The Nacogdoches City Council will consider an agreement Tuesday to recycle all of its mattresses that enter its landfill. The mattresses would go to a Whitehouse, Texas, couple who makes art out of the coils and sells it at Canton Trade Days in Canton, Texas.
Susan Hale is a furniture up-cycler. She is selling wreaths, Christmas trees, crosses and other home decor items out these reclaimed coils.
“We have a full bedspring shop of all kinds of décor and it’s very popular. We can sell everything that we make every month. So it keeps us very busy,” Hale said, who founded Gubba & Dangy Vintage Finds with her husband, Paul, two years ago.

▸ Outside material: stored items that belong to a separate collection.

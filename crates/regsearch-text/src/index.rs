use anyhow::Result;
use tantivy::collector::TopDocs;
use tantivy::query::{BooleanQuery, Occur, Query, TermQuery};
use tantivy::schema::{Field, IndexRecordOption, Value};
use tantivy::tokenizer::TokenStream;
use tantivy::{doc, Index, IndexReader, TantivyDocument, Term};
use tracing::{debug, info, warn};

use regsearch_core::traits::Retriever;
use regsearch_core::types::{DefinitionEntry, DefinitionHit, SourceKind};

use crate::tantivy_utils::{build_schema, register_tokenizer};

pub struct DefinitionIndex {
	index: Index,
	reader: IndexReader,
	entries: Vec<DefinitionEntry>,
	position_field: Field,
	text_field: Field,
}

impl DefinitionIndex {
	pub fn build(entries: Vec<DefinitionEntry>) -> Result<Self> {
		let schema = build_schema();
		let index = Index::create_in_ram(schema.clone());
		register_tokenizer(&index);
		let position_field = schema.get_field("position")?;
		let text_field = schema.get_field("text")?;
		let source_field = schema.get_field("source")?;

		let mut index_writer = index.writer(50_000_000)?;
		for (position, entry) in entries.iter().enumerate() {
			index_writer.add_document(doc!(
				position_field => position as u64,
				text_field => entry.text.clone(),
				source_field => entry.source.clone(),
			))?;
		}
		index_writer.commit()?;
		let reader = index.reader()?;
		info!(definitions = entries.len(), "keyword index built");
		Ok(Self { index, reader, entries, position_field, text_field })
	}

	pub fn len(&self) -> usize { self.entries.len() }

	pub fn is_empty(&self) -> bool { self.entries.is_empty() }

	pub fn entries(&self) -> &[DefinitionEntry] { &self.entries }

	/// Top `k` definitions by BM25 score. Entries sharing no term with the
	/// query never appear, even when fewer than `k` are returned.
	pub fn search(&self, query: &str, k: usize) -> Result<Vec<DefinitionHit>> {
		if k == 0 || self.entries.is_empty() || query.trim().is_empty() { return Ok(Vec::new()); }
		let terms = self.query_terms(query)?;
		if terms.is_empty() { return Ok(Vec::new()); }
		let clauses: Vec<(Occur, Box<dyn Query>)> = terms
			.into_iter()
			.map(|term| (Occur::Should, Box::new(TermQuery::new(term, IndexRecordOption::WithFreqs)) as Box<dyn Query>))
			.collect();
		let q = BooleanQuery::new(clauses);
		let searcher = self.reader.searcher();
		let top_docs = searcher.search(&q, &TopDocs::with_limit(k))?;
		let mut hits = Vec::with_capacity(top_docs.len());
		for (score, addr) in top_docs {
			let doc: TantivyDocument = searcher.doc(addr)?;
			let Some(position) = doc.get_first(self.position_field).and_then(|v| v.as_u64()) else {
				warn!("definition document without position");
				continue;
			};
			if let Some(entry) = self.entries.get(position as usize) {
				hits.push(DefinitionHit { entry: entry.clone(), score });
			}
		}
		debug!(hits = hits.len(), "keyword search");
		Ok(hits)
	}

	/// Distinct terms of `query` after the index analyzer. Operators and
	/// punctuation carry no meaning; every word is an optional term.
	fn query_terms(&self, query: &str) -> Result<Vec<Term>> {
		let mut analyzer = self.index.tokenizer_for_field(self.text_field)?;
		let mut stream = analyzer.token_stream(query);
		let mut terms: Vec<Term> = Vec::new();
		stream.process(&mut |token| {
			let term = Term::from_field_text(self.text_field, &token.text);
			if !terms.contains(&term) { terms.push(term); }
		});
		Ok(terms)
	}
}

impl Retriever for DefinitionIndex {
	type Hit = DefinitionHit;

	fn kind(&self) -> SourceKind { SourceKind::Sparse }

	fn search(&self, query: &str, k: usize) -> Result<Vec<DefinitionHit>> { DefinitionIndex::search(self, query, k) }
}
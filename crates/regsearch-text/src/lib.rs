//! BM25 keyword index over the definitions list.
//!
//! Definitions are short and keyword-dense, so they are searched lexically
//! with tantivy rather than by dense similarity. The index lives in RAM and is
//! rebuilt once per process.

pub mod tantivy_utils;
pub mod index;

pub use index::DefinitionIndex;
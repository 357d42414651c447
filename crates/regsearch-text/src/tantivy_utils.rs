use tantivy::schema::{Schema, TextFieldIndexing, TextOptions, IndexRecordOption, STRING, STORED};
use tantivy::tokenizer::{TextAnalyzer, SimpleTokenizer, LowerCaser, StopWordFilter};
use tantivy::Index;

pub const TOKENIZER: &str = "text_with_stopwords";

/// `position` points back into the definitions list, `text` is the searchable
/// body, `source` is the originating document.
pub fn build_schema() -> Schema {
	let mut schema_builder = Schema::builder();
	let _position_field = schema_builder.add_u64_field("position", STORED);
	let text_field_indexing = TextFieldIndexing::default().set_tokenizer(TOKENIZER).set_index_option(IndexRecordOption::WithFreqsAndPositions);
	let text_options = TextOptions::default().set_indexing_options(text_field_indexing).set_stored();
	let _text_field = schema_builder.add_text_field("text", text_options);
	let _source_field = schema_builder.add_text_field("source", STRING | STORED);
	schema_builder.build()
}

pub fn register_tokenizer(index: &Index) {
	let stop_words = vec![
		"a","an","and","are","as","at","be","by","for","from","has","he","in","is","it","its","of","on","that","the","to","was","will","with","or","but","not","this","these","they","them","their","there","then","than","so","if","when","where","why","how","what","which","who","whom","whose","can","could","should","would","may","might","must","shall","do","does","did","have","had","having",
	];
	let tokenizer = TextAnalyzer::builder(SimpleTokenizer::default())
		.filter(LowerCaser)
		.filter(StopWordFilter::remove(stop_words.into_iter().map(|s| s.to_string())))
		.build();
	index.tokenizers().register(TOKENIZER, tokenizer);
}
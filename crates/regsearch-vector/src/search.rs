use anyhow::{anyhow, Result};
use indicatif::{ProgressBar, ProgressStyle};
use std::sync::Arc;
use tracing::{debug, info};

use regsearch_core::traits::{Embedder, Retriever};
use regsearch_core::types::{FlatUnit, SearchResult, SourceKind};

use crate::cache::{CacheConfig, EmbeddingCache};

const EMBED_BATCH: usize = 32;

/// Dense index over flattened units. Vectors are aligned with `units` by position.
pub struct SemanticIndex {
	units: Vec<FlatUnit>,
	vectors: Vec<Vec<f32>>,
	embedder: Arc<dyn Embedder>,
}

impl SemanticIndex {
	/// Load vectors from `cache` when its config matches, otherwise encode every
	/// unit and write the cache before returning.
	pub fn build(units: Vec<FlatUnit>, embedder: Arc<dyn Embedder>, cache: &EmbeddingCache, config: &CacheConfig) -> Result<Self> {
		if let Some(vectors) = cache.load(config, &units)? {
			return Ok(Self { units, vectors, embedder });
		}
		info!(units = units.len(), model = embedder.model_id(), "building semantic index");
		let vectors = encode_all(embedder.as_ref(), &units)?;
		cache.store(config, &units, &vectors, embedder.dim())?;
		Ok(Self { units, vectors, embedder })
	}

	/// Encode without touching disk.
	pub fn in_memory(units: Vec<FlatUnit>, embedder: Arc<dyn Embedder>) -> Result<Self> {
		let vectors = encode_all(embedder.as_ref(), &units)?;
		Ok(Self { units, vectors, embedder })
	}

	pub fn len(&self) -> usize { self.units.len() }

	pub fn is_empty(&self) -> bool { self.units.is_empty() }

	pub fn units(&self) -> &[FlatUnit] { &self.units }

	pub fn embedder(&self) -> &dyn Embedder { self.embedder.as_ref() }

	pub fn search(&self, query: &str, k: usize) -> Result<Vec<SearchResult>> {
		if self.is_empty() || k == 0 { return Ok(Vec::new()); }
		let q = self.embedder.embed_batch(&[query.to_string()])?.into_iter().next().ok_or_else(|| anyhow!("embedder returned no vector"))?;
		Ok(self.search_vec(&q, k))
	}

	/// Top `k` by cosine similarity; equal scores keep flatten order.
	pub fn search_vec(&self, q_vec: &[f32], k: usize) -> Vec<SearchResult> {
		let mut scored: Vec<(usize, f32)> = self.vectors.iter().enumerate().map(|(i, v)| (i, cosine(q_vec, v))).collect();
		scored.sort_by(|a, b| b.1.partial_cmp(&a.1).unwrap_or(std::cmp::Ordering::Equal));
		scored.truncate(k);
		debug!(hits = scored.len(), "semantic search");
		scored.into_iter().map(|(i, score)| SearchResult {
			similarity_score: score,
			unit: self.units[i].id.clone(),
			text: self.units[i].text.clone(),
			reranked_score: None,
		}).collect()
	}
}

impl Retriever for SemanticIndex {
	type Hit = SearchResult;

	fn kind(&self) -> SourceKind { SourceKind::Dense }

	fn search(&self, query: &str, k: usize) -> Result<Vec<SearchResult>> { SemanticIndex::search(self, query, k) }
}

pub fn cosine(a: &[f32], b: &[f32]) -> f32 {
	let dot: f32 = a.iter().zip(b).map(|(x, y)| x * y).sum();
	let na = a.iter().map(|x| x * x).sum::<f32>().sqrt();
	let nb = b.iter().map(|x| x * x).sum::<f32>().sqrt();
	if na <= f32::EPSILON || nb <= f32::EPSILON { return 0.0; }
	dot / (na * nb)
}

fn encode_all(embedder: &dyn Embedder, units: &[FlatUnit]) -> Result<Vec<Vec<f32>>> {
	if units.is_empty() { return Ok(Vec::new()); }
	let pb = ProgressBar::new(units.len() as u64);
	pb.set_style(ProgressStyle::default_bar().template("{spinner:.green} [{elapsed_precise}] [{bar:40.cyan/blue}] {pos}/{len} units ({percent}%) {msg}")?.progress_chars("#>-"));
	let mut vectors = Vec::with_capacity(units.len());
	for batch in units.chunks(EMBED_BATCH) {
		let texts: Vec<String> = batch.iter().map(|u| u.text.clone()).collect();
		let embs = embedder.embed_batch(&texts)?;
		if embs.len() != texts.len() { return Err(anyhow!("embedder returned {} vectors for {} texts", embs.len(), texts.len())); }
		vectors.extend(embs);
		pb.inc(batch.len() as u64);
	}
	pb.finish_with_message("✅ embeddings ready");
	Ok(vectors)
}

Mattresses are the bane of landfills. They take up a lot of space. Worst of all, coils get caught up in landfill equipment causing thousands of dollars of repairs. Cary Walker is Nacogdoches’ public works manager. He says this pilot program that started four months ago is working.
“We’ve seen a huge difference. Our operators have made comments about how much easier it is to work the garbage. We’re getting better compaction rates. Since July 16, when we started our pilot program, we’ve diverted 783 mattresses out of the landfill,” Walker said.
Hale can now grow her business with a steady stream of mattresses from the landfill. Working with the outcast beds takes a systematic approach, according to Hale.
“Once we do the stripping, cutting and shaping them, it is a process and it takes time and it’s a lot of work, but we enjoy doing it,” Hale said.
A six-foot tall coil Christmas tree will be on display at Trinity Mother Frances Hospital in Tyler during its festival of trees beginning Dec. 1.